* Assigned task *
Check each line of the listing below for the string "Uuid", then copy every line that has it.

+ + + +

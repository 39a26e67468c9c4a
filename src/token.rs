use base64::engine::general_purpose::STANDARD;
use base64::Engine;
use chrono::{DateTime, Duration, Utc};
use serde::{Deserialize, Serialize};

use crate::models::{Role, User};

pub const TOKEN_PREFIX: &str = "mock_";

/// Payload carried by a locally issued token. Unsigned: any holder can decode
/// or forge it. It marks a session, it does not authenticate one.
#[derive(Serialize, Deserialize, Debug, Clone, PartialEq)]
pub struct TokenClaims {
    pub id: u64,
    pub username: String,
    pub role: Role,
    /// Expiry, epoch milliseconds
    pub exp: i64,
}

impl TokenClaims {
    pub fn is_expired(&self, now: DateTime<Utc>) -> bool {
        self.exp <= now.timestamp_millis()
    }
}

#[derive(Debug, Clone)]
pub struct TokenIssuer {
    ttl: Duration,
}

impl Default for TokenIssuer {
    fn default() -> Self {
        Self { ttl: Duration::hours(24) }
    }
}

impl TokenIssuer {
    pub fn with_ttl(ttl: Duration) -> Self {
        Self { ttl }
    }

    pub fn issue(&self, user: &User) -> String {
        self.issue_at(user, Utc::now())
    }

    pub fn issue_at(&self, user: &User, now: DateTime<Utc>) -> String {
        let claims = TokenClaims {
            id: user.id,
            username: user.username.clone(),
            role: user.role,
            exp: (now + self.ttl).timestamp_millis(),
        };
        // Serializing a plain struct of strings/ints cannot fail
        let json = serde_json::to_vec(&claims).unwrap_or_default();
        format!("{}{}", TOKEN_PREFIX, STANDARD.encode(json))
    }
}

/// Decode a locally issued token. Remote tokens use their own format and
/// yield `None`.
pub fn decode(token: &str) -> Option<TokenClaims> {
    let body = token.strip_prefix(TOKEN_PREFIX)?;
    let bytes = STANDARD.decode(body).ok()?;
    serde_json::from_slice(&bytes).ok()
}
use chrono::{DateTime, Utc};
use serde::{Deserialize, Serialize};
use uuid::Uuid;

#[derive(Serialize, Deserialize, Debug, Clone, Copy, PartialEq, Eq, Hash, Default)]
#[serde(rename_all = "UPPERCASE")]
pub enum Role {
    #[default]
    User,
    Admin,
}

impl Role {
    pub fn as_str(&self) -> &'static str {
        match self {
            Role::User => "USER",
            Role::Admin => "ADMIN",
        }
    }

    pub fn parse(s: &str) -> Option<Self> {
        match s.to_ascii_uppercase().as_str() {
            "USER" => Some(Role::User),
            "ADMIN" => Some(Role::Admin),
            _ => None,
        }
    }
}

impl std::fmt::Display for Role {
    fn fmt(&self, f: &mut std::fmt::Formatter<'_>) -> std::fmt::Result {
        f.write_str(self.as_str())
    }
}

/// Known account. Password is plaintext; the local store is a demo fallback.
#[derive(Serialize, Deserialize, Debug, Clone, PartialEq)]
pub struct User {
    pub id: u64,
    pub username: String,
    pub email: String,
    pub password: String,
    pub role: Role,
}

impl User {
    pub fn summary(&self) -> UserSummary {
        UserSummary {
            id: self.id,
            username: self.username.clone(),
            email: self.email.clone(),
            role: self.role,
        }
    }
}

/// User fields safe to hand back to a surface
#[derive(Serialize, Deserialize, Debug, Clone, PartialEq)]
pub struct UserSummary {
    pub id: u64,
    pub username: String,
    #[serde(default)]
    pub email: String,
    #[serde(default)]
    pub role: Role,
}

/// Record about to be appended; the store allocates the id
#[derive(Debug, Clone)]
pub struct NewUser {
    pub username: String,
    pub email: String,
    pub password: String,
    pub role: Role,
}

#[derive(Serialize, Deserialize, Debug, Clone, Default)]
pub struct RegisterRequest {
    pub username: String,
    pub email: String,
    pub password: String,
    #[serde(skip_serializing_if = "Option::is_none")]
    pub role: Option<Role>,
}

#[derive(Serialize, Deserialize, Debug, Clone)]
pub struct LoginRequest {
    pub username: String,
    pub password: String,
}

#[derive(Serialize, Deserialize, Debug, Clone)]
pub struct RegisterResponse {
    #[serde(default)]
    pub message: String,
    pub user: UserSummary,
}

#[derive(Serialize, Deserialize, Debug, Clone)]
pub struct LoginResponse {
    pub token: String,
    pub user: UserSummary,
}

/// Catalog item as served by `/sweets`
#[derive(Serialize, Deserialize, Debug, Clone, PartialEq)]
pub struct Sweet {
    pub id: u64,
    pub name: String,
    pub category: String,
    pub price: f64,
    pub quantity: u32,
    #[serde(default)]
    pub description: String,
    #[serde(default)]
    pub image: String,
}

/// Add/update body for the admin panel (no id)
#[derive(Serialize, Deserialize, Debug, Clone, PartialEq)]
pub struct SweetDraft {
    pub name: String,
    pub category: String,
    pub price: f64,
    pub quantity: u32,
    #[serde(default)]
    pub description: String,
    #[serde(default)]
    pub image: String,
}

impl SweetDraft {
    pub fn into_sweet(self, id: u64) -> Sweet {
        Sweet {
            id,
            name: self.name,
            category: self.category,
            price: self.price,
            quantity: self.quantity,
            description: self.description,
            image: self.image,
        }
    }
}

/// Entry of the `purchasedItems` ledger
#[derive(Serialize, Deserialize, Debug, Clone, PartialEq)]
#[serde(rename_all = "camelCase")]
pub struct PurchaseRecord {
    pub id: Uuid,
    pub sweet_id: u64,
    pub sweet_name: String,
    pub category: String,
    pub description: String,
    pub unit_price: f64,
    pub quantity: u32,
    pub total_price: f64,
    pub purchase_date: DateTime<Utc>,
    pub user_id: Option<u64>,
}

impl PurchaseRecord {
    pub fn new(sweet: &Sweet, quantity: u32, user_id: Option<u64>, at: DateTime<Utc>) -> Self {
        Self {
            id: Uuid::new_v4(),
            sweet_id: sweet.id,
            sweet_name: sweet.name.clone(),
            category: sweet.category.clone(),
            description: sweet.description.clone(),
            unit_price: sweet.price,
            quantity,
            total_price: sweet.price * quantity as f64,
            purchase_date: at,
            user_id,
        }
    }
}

+ + + +

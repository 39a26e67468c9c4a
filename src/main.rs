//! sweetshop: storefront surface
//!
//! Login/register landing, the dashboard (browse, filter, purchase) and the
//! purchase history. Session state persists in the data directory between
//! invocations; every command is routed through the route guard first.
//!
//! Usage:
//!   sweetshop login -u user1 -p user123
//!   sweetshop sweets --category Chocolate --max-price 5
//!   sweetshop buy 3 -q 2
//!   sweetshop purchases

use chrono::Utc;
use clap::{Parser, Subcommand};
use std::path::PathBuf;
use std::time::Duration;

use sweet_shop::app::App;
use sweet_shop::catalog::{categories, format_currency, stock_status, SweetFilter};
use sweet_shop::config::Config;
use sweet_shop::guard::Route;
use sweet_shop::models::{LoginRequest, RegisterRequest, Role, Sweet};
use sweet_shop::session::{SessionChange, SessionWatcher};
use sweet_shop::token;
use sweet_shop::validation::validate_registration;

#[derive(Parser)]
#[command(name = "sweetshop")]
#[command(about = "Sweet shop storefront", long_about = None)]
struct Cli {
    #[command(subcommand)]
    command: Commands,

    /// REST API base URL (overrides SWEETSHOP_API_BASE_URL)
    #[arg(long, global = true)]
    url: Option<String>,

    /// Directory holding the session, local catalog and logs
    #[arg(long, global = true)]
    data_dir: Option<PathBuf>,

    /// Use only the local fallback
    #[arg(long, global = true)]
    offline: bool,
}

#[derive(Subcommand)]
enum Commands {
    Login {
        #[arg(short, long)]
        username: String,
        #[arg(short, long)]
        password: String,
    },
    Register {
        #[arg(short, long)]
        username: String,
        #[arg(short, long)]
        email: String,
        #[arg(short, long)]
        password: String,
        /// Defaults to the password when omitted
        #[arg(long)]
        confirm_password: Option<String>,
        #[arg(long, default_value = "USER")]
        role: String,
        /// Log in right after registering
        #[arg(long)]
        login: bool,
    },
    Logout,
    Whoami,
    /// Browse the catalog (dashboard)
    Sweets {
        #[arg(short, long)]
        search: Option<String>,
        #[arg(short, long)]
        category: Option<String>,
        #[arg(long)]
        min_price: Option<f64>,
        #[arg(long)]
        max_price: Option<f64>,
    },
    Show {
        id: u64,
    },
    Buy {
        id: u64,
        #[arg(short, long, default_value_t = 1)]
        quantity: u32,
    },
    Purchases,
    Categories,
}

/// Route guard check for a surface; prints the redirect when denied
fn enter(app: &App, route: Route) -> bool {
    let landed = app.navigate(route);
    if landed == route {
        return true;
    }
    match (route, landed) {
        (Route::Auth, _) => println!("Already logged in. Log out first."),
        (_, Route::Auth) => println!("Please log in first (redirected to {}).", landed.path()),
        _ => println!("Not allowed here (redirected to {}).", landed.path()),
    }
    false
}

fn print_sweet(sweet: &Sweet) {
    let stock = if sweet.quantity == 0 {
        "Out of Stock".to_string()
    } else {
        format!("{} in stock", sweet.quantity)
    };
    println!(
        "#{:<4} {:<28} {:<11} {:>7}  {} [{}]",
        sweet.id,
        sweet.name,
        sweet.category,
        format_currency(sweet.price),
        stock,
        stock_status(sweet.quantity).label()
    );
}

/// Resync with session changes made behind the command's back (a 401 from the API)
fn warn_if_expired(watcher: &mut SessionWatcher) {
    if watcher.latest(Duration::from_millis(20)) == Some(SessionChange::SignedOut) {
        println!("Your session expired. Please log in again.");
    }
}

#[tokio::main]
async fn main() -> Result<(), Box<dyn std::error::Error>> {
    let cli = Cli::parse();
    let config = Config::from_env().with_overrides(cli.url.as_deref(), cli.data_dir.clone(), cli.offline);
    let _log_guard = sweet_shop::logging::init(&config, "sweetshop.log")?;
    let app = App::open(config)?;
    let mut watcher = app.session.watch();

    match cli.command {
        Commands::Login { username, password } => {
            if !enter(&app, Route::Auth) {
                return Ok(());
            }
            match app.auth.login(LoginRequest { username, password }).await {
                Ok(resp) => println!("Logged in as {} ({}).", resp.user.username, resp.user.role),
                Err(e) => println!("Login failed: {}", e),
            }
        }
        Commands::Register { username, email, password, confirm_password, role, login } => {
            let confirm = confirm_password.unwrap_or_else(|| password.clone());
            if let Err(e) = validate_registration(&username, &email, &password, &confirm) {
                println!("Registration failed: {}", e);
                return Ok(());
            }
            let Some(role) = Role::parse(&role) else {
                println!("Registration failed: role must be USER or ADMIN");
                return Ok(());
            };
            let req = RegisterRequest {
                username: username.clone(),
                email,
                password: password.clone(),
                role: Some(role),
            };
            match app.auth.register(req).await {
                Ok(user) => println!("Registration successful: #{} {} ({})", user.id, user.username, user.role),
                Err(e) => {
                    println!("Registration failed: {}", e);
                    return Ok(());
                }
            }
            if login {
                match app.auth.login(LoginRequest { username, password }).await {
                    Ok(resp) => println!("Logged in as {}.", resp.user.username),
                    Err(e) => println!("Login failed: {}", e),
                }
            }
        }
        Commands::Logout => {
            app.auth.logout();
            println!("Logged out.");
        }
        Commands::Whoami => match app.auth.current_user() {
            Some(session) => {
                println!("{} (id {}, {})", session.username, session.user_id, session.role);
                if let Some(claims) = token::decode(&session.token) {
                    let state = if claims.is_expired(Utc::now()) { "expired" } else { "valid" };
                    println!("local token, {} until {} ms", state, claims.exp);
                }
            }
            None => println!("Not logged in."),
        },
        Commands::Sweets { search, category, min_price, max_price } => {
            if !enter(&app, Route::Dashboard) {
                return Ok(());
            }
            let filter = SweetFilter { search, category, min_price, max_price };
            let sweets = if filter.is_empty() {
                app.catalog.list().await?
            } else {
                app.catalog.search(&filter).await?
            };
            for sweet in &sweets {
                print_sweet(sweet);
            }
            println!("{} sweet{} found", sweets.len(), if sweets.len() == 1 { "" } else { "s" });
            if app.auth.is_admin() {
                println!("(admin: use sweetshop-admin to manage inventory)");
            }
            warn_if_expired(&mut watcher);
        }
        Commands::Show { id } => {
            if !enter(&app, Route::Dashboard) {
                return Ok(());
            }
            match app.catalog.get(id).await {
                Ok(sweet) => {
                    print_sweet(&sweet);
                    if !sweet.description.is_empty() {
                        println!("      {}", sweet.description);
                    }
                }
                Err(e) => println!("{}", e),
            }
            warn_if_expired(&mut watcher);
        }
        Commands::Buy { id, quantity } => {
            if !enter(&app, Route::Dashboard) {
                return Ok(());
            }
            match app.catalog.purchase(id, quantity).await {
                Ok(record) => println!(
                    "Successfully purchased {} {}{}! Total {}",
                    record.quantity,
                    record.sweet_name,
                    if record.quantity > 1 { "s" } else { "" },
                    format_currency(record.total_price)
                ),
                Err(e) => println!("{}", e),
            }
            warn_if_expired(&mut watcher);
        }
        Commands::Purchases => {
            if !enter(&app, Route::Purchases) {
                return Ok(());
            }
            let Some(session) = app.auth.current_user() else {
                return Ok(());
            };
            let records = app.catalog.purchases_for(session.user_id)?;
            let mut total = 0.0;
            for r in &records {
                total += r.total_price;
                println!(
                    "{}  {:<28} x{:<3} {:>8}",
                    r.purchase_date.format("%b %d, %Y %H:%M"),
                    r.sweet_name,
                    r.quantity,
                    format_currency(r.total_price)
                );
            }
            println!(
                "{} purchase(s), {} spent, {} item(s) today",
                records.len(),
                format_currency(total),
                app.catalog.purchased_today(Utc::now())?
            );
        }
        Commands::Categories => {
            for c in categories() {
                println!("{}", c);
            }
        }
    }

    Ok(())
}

+ + + +

* The answer *
use uuid::Uuid;
    pub id: Uuid,
            id: Uuid::new_v4(),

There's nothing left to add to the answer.